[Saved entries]
--
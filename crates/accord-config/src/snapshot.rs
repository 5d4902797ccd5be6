//! The immutable, validated configuration snapshot.

use crate::error::AccessError;
use crate::value::ConfigValue;
use std::collections::{BTreeMap, BTreeSet};
use std::path::Path;
use url::Url;

/// Placeholder substituted for secret values in the redacted view.
pub const REDACTED_PLACEHOLDER: &str = "[REDACTED]";

/// Immutable mapping from key to typed, validated value.
///
/// Produced once by a successful resolution and shared read-only for
/// the process lifetime; there is no mutation entry point. Optional
/// keys that resolved to no value are simply absent.
#[derive(Debug, Clone)]
pub struct Snapshot {
    values: BTreeMap<String, ConfigValue>,
    secrets: BTreeSet<String>,
}

impl Snapshot {
    pub(crate) fn new(values: BTreeMap<String, ConfigValue>, secrets: BTreeSet<String>) -> Self {
        Self { values, secrets }
    }

    /// String value for a key (also serves enum-typed keys).
    pub fn str_value(&self, key: &str) -> Result<&str, AccessError> {
        match self.lookup(key)? {
            ConfigValue::String(s) => Ok(s),
            other => Err(self.wrong_type(key, "string", other)),
        }
    }

    /// Integer value for a key.
    pub fn int_value(&self, key: &str) -> Result<i64, AccessError> {
        match self.lookup(key)? {
            ConfigValue::Integer(n) => Ok(*n),
            other => Err(self.wrong_type(key, "integer", other)),
        }
    }

    /// Boolean value for a key.
    pub fn bool_value(&self, key: &str) -> Result<bool, AccessError> {
        match self.lookup(key)? {
            ConfigValue::Boolean(b) => Ok(*b),
            other => Err(self.wrong_type(key, "boolean", other)),
        }
    }

    /// Filesystem path value for a key.
    pub fn path_value(&self, key: &str) -> Result<&Path, AccessError> {
        match self.lookup(key)? {
            ConfigValue::Path(p) => Ok(p),
            other => Err(self.wrong_type(key, "path", other)),
        }
    }

    /// URL value for a key.
    pub fn url_value(&self, key: &str) -> Result<&Url, AccessError> {
        match self.lookup(key)? {
            ConfigValue::Url(u) => Ok(u),
            other => Err(self.wrong_type(key, "url", other)),
        }
    }

    /// Whether a key resolved to a value.
    pub fn contains(&self, key: &str) -> bool {
        self.values.contains_key(key)
    }

    /// Whether the schema flags this key as a secret.
    pub fn is_secret(&self, key: &str) -> bool {
        self.secrets.contains(key)
    }

    /// Resolved keys in sorted order.
    pub fn keys(&self) -> impl Iterator<Item = &str> {
        self.values.keys().map(String::as_str)
    }

    /// Number of resolved keys.
    pub fn len(&self) -> usize {
        self.values.len()
    }

    /// Whether no keys resolved.
    pub fn is_empty(&self) -> bool {
        self.values.is_empty()
    }

    /// String rendering of every key with secrets replaced by a
    /// placeholder. The only configuration representation permitted in
    /// logs and diagnostics; never read it programmatically.
    pub fn redacted(&self) -> BTreeMap<String, String> {
        self.values
            .iter()
            .map(|(key, value)| {
                let rendered = if self.secrets.contains(key) {
                    REDACTED_PLACEHOLDER.to_string()
                } else {
                    value.render()
                };
                (key.clone(), rendered)
            })
            .collect()
    }

    fn lookup(&self, key: &str) -> Result<&ConfigValue, AccessError> {
        self.values
            .get(key)
            .ok_or_else(|| AccessError::UnknownKey(key.to_string()))
    }

    fn wrong_type(&self, key: &str, requested: &'static str, actual: &ConfigValue) -> AccessError {
        AccessError::WrongType {
            key: key.to_string(),
            requested,
            actual: actual.value_type().name(),
        }
    }
}

#[cfg(test)]
mod tests {
    use super::*;
    use pretty_assertions::assert_eq;
    use std::path::PathBuf;

    fn snapshot() -> Snapshot {
        let mut values = BTreeMap::new();
        values.insert(
            "database.host".to_string(),
            ConfigValue::String("localhost".to_string()),
        );
        values.insert("database.port".to_string(), ConfigValue::Integer(3306));
        values.insert(
            "database.password".to_string(),
            ConfigValue::String("hunter2".to_string()),
        );
        values.insert(
            "google.vision_service_account".to_string(),
            ConfigValue::Path(PathBuf::from("credentials/sa.json")),
        );
        let mut secrets = BTreeSet::new();
        secrets.insert("database.password".to_string());
        Snapshot::new(values, secrets)
    }

    #[test]
    fn typed_getters_return_declared_types() {
        let snapshot = snapshot();
        assert_eq!(snapshot.str_value("database.host"), Ok("localhost"));
        assert_eq!(snapshot.int_value("database.port"), Ok(3306));
        assert_eq!(
            snapshot.path_value("google.vision_service_account"),
            Ok(Path::new("credentials/sa.json"))
        );
    }

    #[test]
    fn wrong_type_is_a_caller_error() {
        let err = snapshot().int_value("database.host").unwrap_err();
        assert_eq!(
            err,
            AccessError::WrongType {
                key: "database.host".to_string(),
                requested: "integer",
                actual: "string",
            }
        );
    }

    #[test]
    fn unresolved_key_is_reported() {
        let err = snapshot().str_value("app.timezone").unwrap_err();
        assert_eq!(err, AccessError::UnknownKey("app.timezone".to_string()));
    }

    #[test]
    fn redacted_view_hides_secret_values() {
        let view = snapshot().redacted();
        assert_eq!(view["database.password"], REDACTED_PLACEHOLDER);
        assert_eq!(view["database.host"], "localhost");
        assert!(!view.values().any(|v| v.contains("hunter2")));
    }
}
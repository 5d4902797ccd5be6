//! Merging ordered layers into one effective key/value map.

use crate::error::ConflictViolation;
use crate::source::{Layer, RawValue};
use log::{debug, warn};
use std::collections::{BTreeMap, HashSet};

/// A key's resolved raw value and the layer it came from.
#[derive(Debug, Clone, PartialEq)]
pub struct EffectiveEntry {
    /// The winning raw value, still untyped.
    pub value: RawValue,
    /// Name of the layer that supplied the value.
    pub layer: String,
}

/// The merged raw configuration before validation.
pub type EffectiveMap = BTreeMap<String, EffectiveEntry>;

/// Merge layers in ascending precedence order.
///
/// A key repeated across layers is an override: the higher-precedence
/// layer wins and the origin is updated. A key repeated *within* one
/// layer is a conflict; all conflicts are collected and, if any exist,
/// no effective map is produced. Ties in precedence keep the supplied
/// order (stable sort), so later layers win among equals.
pub fn merge(layers: &[Layer]) -> Result<EffectiveMap, Vec<ConflictViolation>> {
    let mut ordered: Vec<&Layer> = layers.iter().collect();
    ordered.sort_by_key(|layer| layer.precedence());

    let mut effective = EffectiveMap::new();
    let mut conflicts = Vec::new();

    for layer in ordered {
        let mut seen: HashSet<&str> = HashSet::new();
        let mut flagged: HashSet<&str> = HashSet::new();
        for (key, value) in layer.entries() {
            if !seen.insert(key.as_str()) {
                if flagged.insert(key.as_str()) {
                    warn!(
                        "duplicate key within layer (key={}, layer={})",
                        key,
                        layer.name()
                    );
                    conflicts.push(ConflictViolation {
                        key: key.clone(),
                        layer: layer.name().to_string(),
                    });
                }
                continue;
            }
            if let Some(previous) = effective.get(key) {
                debug!(
                    "override (key={}, from={}, to={})",
                    key, previous.layer, layer.name()
                );
            }
            effective.insert(
                key.clone(),
                EffectiveEntry {
                    value: value.clone(),
                    layer: layer.name().to_string(),
                },
            );
        }
    }

    if conflicts.is_empty() {
        Ok(effective)
    } else {
        Err(conflicts)
    }
}

#[cfg(test)]
mod tests {
    use super::*;
    use pretty_assertions::assert_eq;
    use serde_json::json;

    fn layer(name: &str, precedence: i32, pairs: &[(&str, RawValue)]) -> Layer {
        Layer::from_pairs(
            name,
            precedence,
            pairs
                .iter()
                .map(|(key, value)| (key.to_string(), value.clone()))
                .collect(),
        )
    }

    #[test]
    fn higher_precedence_layer_overrides() {
        let defaults = layer(
            "defaults",
            0,
            &[
                ("database.host", json!("localhost")),
                ("database.port", json!(3306)),
            ],
        );
        let overrides = layer("override", 1, &[("database.host", json!("prod-db.example.com"))]);

        let effective = merge(&[defaults, overrides]).expect("merge");
        assert_eq!(effective["database.host"].value, json!("prod-db.example.com"));
        assert_eq!(effective["database.host"].layer, "override");
        assert_eq!(effective["database.port"].value, json!(3306));
        assert_eq!(effective["database.port"].layer, "defaults");
    }

    #[test]
    fn layer_order_is_precedence_not_argument_order() {
        let low = layer("defaults", 0, &[("app.timezone", json!("UTC"))]);
        let high = layer("override", 1, &[("app.timezone", json!("Europe/Berlin"))]);

        let effective = merge(&[high, low]).expect("merge");
        assert_eq!(effective["app.timezone"].layer, "override");
    }

    #[test]
    fn duplicate_within_one_layer_is_fatal() {
        let broken = layer(
            "defaults",
            0,
            &[
                ("database.port", json!("3306")),
                ("database.port", json!("5432")),
            ],
        );
        let fine = layer("override", 1, &[("database.host", json!("prod-db"))]);

        let conflicts = merge(&[broken, fine]).unwrap_err();
        assert_eq!(conflicts.len(), 1);
        assert_eq!(conflicts[0].key, "database.port");
        assert_eq!(conflicts[0].layer, "defaults");
    }

    #[test]
    fn all_conflicts_are_collected() {
        let first = layer(
            "defaults",
            0,
            &[
                ("redis.port", json!(6379)),
                ("redis.port", json!(6380)),
            ],
        );
        let second = layer(
            "override",
            1,
            &[
                ("app.debug", json!(true)),
                ("app.debug", json!(false)),
                ("app.debug", json!(true)),
            ],
        );

        let conflicts = merge(&[first, second]).unwrap_err();
        let keys: Vec<_> = conflicts.iter().map(|c| c.key.as_str()).collect();
        assert_eq!(keys, vec!["redis.port", "app.debug"]);
    }
}
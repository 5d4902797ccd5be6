//! Error types for schema construction, source loading, and resolution.

use serde::Serialize;
use std::fmt::Write as _;
use thiserror::Error;

/// Errors raised while building a [`crate::SchemaRegistry`].
///
/// These indicate a mistake in the static schema declaration itself and
/// should never occur with a deployed binary.
#[derive(Debug, Error)]
pub enum SchemaError {
    /// Two schema entries declare the same key.
    #[error("duplicate schema key: {0}")]
    DuplicateKey(String),
    /// An entry's default value fails its own type or constraints.
    #[error("default for {key} violates its own schema: {message}")]
    InvalidDefault { key: String, message: String },
    /// A pattern constraint failed to compile.
    #[error("invalid pattern for {key}: {message}")]
    BadPattern { key: String, message: String },
}

/// Errors raised while reading a single configuration source.
///
/// Reported per layer, never mixed into validation violations: an
/// unreachable or syntactically broken source fails the whole layer.
#[derive(Debug, Error)]
pub enum SourceError {
    /// Reading the backing source failed.
    #[error("failed to read source {name}: {source}")]
    Unreadable {
        name: String,
        #[source]
        source: std::io::Error,
    },
    /// A declaration line could not be parsed.
    #[error("malformed entry in {name} at line {line}: {message}")]
    Malformed {
        name: String,
        line: usize,
        message: String,
    },
}

/// A key defined more than once within a single layer.
///
/// Always fatal: a source contradicting itself cannot be trusted to
/// produce a sane value for the key. Cross-layer redefinition is an
/// override, not a conflict.
#[derive(Debug, Clone, PartialEq, Eq, Serialize)]
pub struct ConflictViolation {
    /// The duplicated key.
    pub key: String,
    /// Name of the layer containing the duplicate.
    pub layer: String,
}

impl std::fmt::Display for ConflictViolation {
    fn fmt(&self, f: &mut std::fmt::Formatter<'_>) -> std::fmt::Result {
        write!(f, "{}: duplicate key in layer \"{}\"", self.key, self.layer)
    }
}

/// The reason a value failed validation.
#[derive(Debug, Clone, Copy, PartialEq, Eq, Serialize)]
#[serde(rename_all = "kebab-case")]
pub enum ViolationKind {
    /// A required key without a default is absent from every layer.
    MissingRequired,
    /// The raw value cannot be coerced to the declared type.
    TypeMismatch,
    /// An integer falls outside its declared range.
    OutOfRange,
    /// A value is not in the declared allowed set.
    NotInEnum,
    /// A string does not match the declared pattern.
    PatternMismatch,
    /// The key does not exist in the schema.
    UnknownKey,
}

impl std::fmt::Display for ViolationKind {
    fn fmt(&self, f: &mut std::fmt::Formatter<'_>) -> std::fmt::Result {
        let label = match self {
            Self::MissingRequired => "missing-required",
            Self::TypeMismatch => "type-mismatch",
            Self::OutOfRange => "out-of-range",
            Self::NotInEnum => "not-in-enum",
            Self::PatternMismatch => "pattern-mismatch",
            Self::UnknownKey => "unknown-key",
        };
        f.write_str(label)
    }
}

/// A single validation failure for one key.
#[derive(Debug, Clone, PartialEq, Eq, Serialize)]
pub struct ValidationViolation {
    /// The offending key.
    pub key: String,
    /// Why the value was rejected.
    pub kind: ViolationKind,
    /// Human-readable detail for the report.
    pub detail: String,
}

impl ValidationViolation {
    pub(crate) fn new(key: &str, kind: ViolationKind, detail: impl Into<String>) -> Self {
        Self {
            key: key.to_string(),
            kind,
            detail: detail.into(),
        }
    }
}

impl std::fmt::Display for ValidationViolation {
    fn fmt(&self, f: &mut std::fmt::Formatter<'_>) -> std::fmt::Result {
        write!(f, "{}: {} ({})", self.key, self.kind, self.detail)
    }
}

/// Top-level error for configuration resolution.
///
/// Each variant corresponds to one failure class; resolution fails
/// atomically, so a caller never receives a partial snapshot alongside
/// any of these.
#[derive(Debug, Error)]
pub enum ConfigError {
    /// The static schema declaration is broken.
    #[error("schema error: {0}")]
    Schema(#[from] SchemaError),
    /// A layer's backing source could not be read or parsed.
    #[error("source error: {0}")]
    Source(#[from] SourceError),
    /// One or more layers contained duplicate keys.
    #[error("merge conflict:\n{}", render_list(.0))]
    Conflict(Vec<ConflictViolation>),
    /// One or more values failed validation.
    #[error("invalid configuration ({} violation[s]):\n{}", .0.len(), render_list(.0))]
    Validation(Vec<ValidationViolation>),
}

/// Errors returned by the typed snapshot accessors.
///
/// Validation already guaranteed schema conformance, so hitting one of
/// these indicates a caller bug, not bad deployment input.
#[derive(Debug, Error, PartialEq, Eq)]
pub enum AccessError {
    /// The key was never resolved into the snapshot.
    #[error("no resolved value for key: {0}")]
    UnknownKey(String),
    /// The caller requested a type other than the schema's.
    #[error("wrong type for {key}: requested {requested}, schema declares {actual}")]
    WrongType {
        key: String,
        requested: &'static str,
        actual: &'static str,
    },
}

/// Render one violation per indented line for the structured report.
fn render_list(items: &[impl std::fmt::Display]) -> String {
    let mut out = String::new();
    for (idx, item) in items.iter().enumerate() {
        if idx > 0 {
            out.push('\n');
        }
        let _ = write!(out, "  - {item}");
    }
    out
}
--
**Activity**
For every line above that includes the word "secrets", return the line.

**The answer**
    secrets: BTreeSet<String>,
    pub(crate) fn new(values: BTreeMap<String, ConfigValue>, secrets: BTreeSet<String>) -> Self {
        Self { values, secrets }
        self.secrets.contains(key)
    /// String rendering of every key with secrets replaced by a
                let rendered = if self.secrets.contains(key) {
        let mut secrets = BTreeSet::new();
        secrets.insert("database.password".to_string());
        Snapshot::new(values, secrets)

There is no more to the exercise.